The K-induced increase in grain Zn concentration is attributed to K-driven higher post-anthesis Zn uptake and remobilization of pre-anthesis straw Zn store to grains. © 2018 Society of Chemical Industry.
土壤施磷(P)对植物锌(Zn)吸收及其在粮食中的浓度的负面影响可能是导致膳食 Zn 摄入量低的一个原因。同样,由于钾(K)在植物耐受其他非生物胁迫方面的关键作用,人们认为 K 可以弥补 P 降低小麦籽粒 Zn 浓度的作用。为了验证上述假设,本研究在低磷(P)(10 和 50 mg kg)和锌(Zn)(0 和 5 mg kg)供应条件下,研究了 K (50 mg kg 土壤)对小麦(Triticum aestivum L. cv.
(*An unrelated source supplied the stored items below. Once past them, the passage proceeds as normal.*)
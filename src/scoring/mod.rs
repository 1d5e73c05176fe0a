//! 测验评分
//!
//! - `score`: 按位置逐题比较，精确字符串相等才计分
//! - `feedback`: 按百分比分档
//! - `grade`: 请求路径统一入口，先校验再评分

pub mod feedback;

pub use feedback::{FeedbackTier, feedback, percentage};

use serde::Serialize;
use tracing::debug;
use ts_rs::TS;

use crate::errors::{LmsError, Result};
use crate::models::quizzes::entities::Question;

/// 一次作答的评分结果
#[derive(Debug, Clone, PartialEq, Eq, Serialize, TS)]
#[ts(export, export_to = "quiz.ts")]
pub struct Grade {
    pub score: u32,
    pub total: u32,
    pub percentage: u32,
    pub tier: FeedbackTier,
}

impl Grade {
    pub fn feedback_message(&self) -> &'static str {
        self.tier.message()
    }
}

/// 计算得分
///
/// 只比较两个序列重叠的前缀：作答较短时未作答部分不计分，较长时多余答案被忽略。
/// 不做大小写折叠或去空白。
pub fn score(questions: &[Question], submission: &[String]) -> u32 {
    questions
        .iter()
        .zip(submission)
        .filter(|(question, answer)| question.correct_answer == **answer)
        .count() as u32
}

/// 校验作答并评分
///
/// - 题目为空：`InvalidArgument`（分母为零）
/// - 作答为空：`EmptySubmission`
/// - 作答数量与题目数量不一致：`AnswerCountMismatch`
pub fn grade(questions: &[Question], submission: &[String]) -> Result<Grade> {
    if questions.is_empty() {
        return Err(LmsError::invalid_argument(
            "quiz has no questions, cannot grade",
        ));
    }
    if submission.is_empty() {
        return Err(LmsError::empty_submission(
            "submitted answers must not be empty",
        ));
    }
    if submission.len() != questions.len() {
        return Err(LmsError::answer_count_mismatch(format!(
            "expected {} answers, got {}",
            questions.len(),
            submission.len()
        )));
    }

    let total = questions.len() as u32;
    let score = score(questions, submission);
    let tier = feedback(score, total)?;

    debug!("Graded submission: {}/{} ({:?})", score, total, tier);

    Ok(Grade {
        score,
        total,
        percentage: percentage(score, total),
        tier,
    })
}

#[cfg(test)]
mod tests {
    use super::*;

    fn quiz(correct: &[&str]) -> Vec<Question> {
        correct
            .iter()
            .enumerate()
            .map(|(i, answer)| Question {
                question: format!("Question {}", i + 1),
                options: vec![answer.to_string(), "X".to_string()],
                correct_answer: answer.to_string(),
            })
            .collect()
    }

    fn answers(values: &[&str]) -> Vec<String> {
        values.iter().map(|v| v.to_string()).collect()
    }

    #[test]
    fn test_all_correct_is_excellent() {
        let questions = quiz(&["A", "B", "C", "D"]);
        let grade = grade(&questions, &answers(&["A", "B", "C", "D"])).unwrap();
        assert_eq!(grade.score, 4);
        assert_eq!(grade.total, 4);
        assert_eq!(grade.tier, FeedbackTier::Excellent);
        assert_eq!(grade.percentage, 100);
    }

    #[test]
    fn test_half_correct_lands_in_good_tier() {
        let questions = quiz(&["A", "B", "C", "D"]);
        let grade = grade(&questions, &answers(&["A", "X", "C", "X"])).unwrap();
        assert_eq!(grade.score, 2);
        assert_eq!(grade.percentage, 50);
        assert_eq!(grade.tier, FeedbackTier::Good);
        assert_eq!(grade.feedback_message(), "Good performance. Keep practicing!");
    }

    #[test]
    fn test_empty_submission_scores_zero() {
        let questions = quiz(&["A"]);
        assert_eq!(score(&questions, &[]), 0);
        assert_eq!(feedback(0, 1).unwrap(), FeedbackTier::TryAgain);
    }

    #[test]
    fn test_extra_answers_are_ignored_by_score() {
        let questions = quiz(&["A", "B", "C", "D", "E"]);
        let submitted = answers(&["A", "B", "X", "D", "E", "F", "G"]);
        assert_eq!(score(&questions, &submitted), 4);
    }

    #[test]
    fn test_short_submission_scores_prefix() {
        let questions = quiz(&["A", "B", "C"]);
        assert_eq!(score(&questions, &answers(&["A", "B"])), 2);
    }

    #[test]
    fn test_comparison_is_exact() {
        let questions = quiz(&["Paris", "كتاب"]);
        assert_eq!(score(&questions, &answers(&["paris", "كتاب "])), 0);
        assert_eq!(score(&questions, &answers(&["Paris", "كتاب"])), 2);
    }

    #[test]
    fn test_score_is_bounded_and_deterministic() {
        let questions = quiz(&["A", "B", "C", "D", "E", "F"]);
        let submissions = [
            answers(&["A", "B", "C", "D", "E", "F"]),
            answers(&["X", "X", "X", "X", "X", "X"]),
            answers(&["A", "X", "C", "X", "E", "X"]),
            answers(&["F", "E", "D", "C", "B", "A"]),
        ];
        for submitted in &submissions {
            let first = score(&questions, submitted);
            assert!(first as usize <= questions.len());
            assert_eq!(first, score(&questions, submitted));
        }
    }

    #[test]
    fn test_full_score_iff_every_pair_matches() {
        let questions = quiz(&["A", "B", "C"]);
        assert_eq!(score(&questions, &answers(&["A", "B", "C"])), 3);
        assert!(score(&questions, &answers(&["A", "B", "X"])) < 3);
    }

    #[test]
    fn test_grade_rejects_length_mismatch() {
        let questions = quiz(&["A", "B", "C", "D", "E"]);
        let err = grade(&questions, &answers(&["A", "B", "C", "D", "E", "F", "G"])).unwrap_err();
        assert!(matches!(err, LmsError::AnswerCountMismatch(_)));
        assert!(err.message().contains("expected 5 answers, got 7"));
    }

    #[test]
    fn test_grade_rejects_empty_submission() {
        let questions = quiz(&["A"]);
        let err = grade(&questions, &[]).unwrap_err();
        assert!(matches!(err, LmsError::EmptySubmission(_)));
    }

    #[test]
    fn test_grade_rejects_empty_quiz() {
        let err = grade(&[], &answers(&["A"])).unwrap_err();
        assert_eq!(err.error_type(), "Invalid Argument");
    }
}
Galaxy-2013)地上部/籽粒 Zn 浓度及其向籽粒转移的影响。
最佳 Zn、P 和 K 处理对生长参数和籽粒产量的响应表明,所有养分在低水平下均限制了植物的生长。无论 P 水平如何,在最佳浓度下施用 Zn 均增加了小麦秸秆和籽粒的 Zn 浓度和吸收。相反,最佳 P 处理降低了 Zn 浓度,但增加了小麦秸秆的 Zn 吸收。具体来说,与单独最佳 Zn 处理相比,最佳 Zn 和 P 处理降低了籽粒中 Zn 浓度从 43 至 32 mg kg。K 处理最佳 P 和 Zn 供应的植株,使前茬秸秆 Zn 库在开花后向籽粒的再转移增加了 50%,并降低了秸秆中的 Zn 浓度。因此,在不显著影响籽粒产量的情况下,K 与最佳 Zn 和 P 一起施用于植株可完全弥补 P 诱导的籽粒 Zn 浓度损失,并将籽粒 Zn 吸收量从 891 增加至 1249 µg 每盆。
K 诱导的籽粒 Zn 浓度增加归因于 K 驱动的开花后 Zn 吸收增加和前茬秸秆 Zn 库向籽粒的再转移。 © 2018 英国化学学会。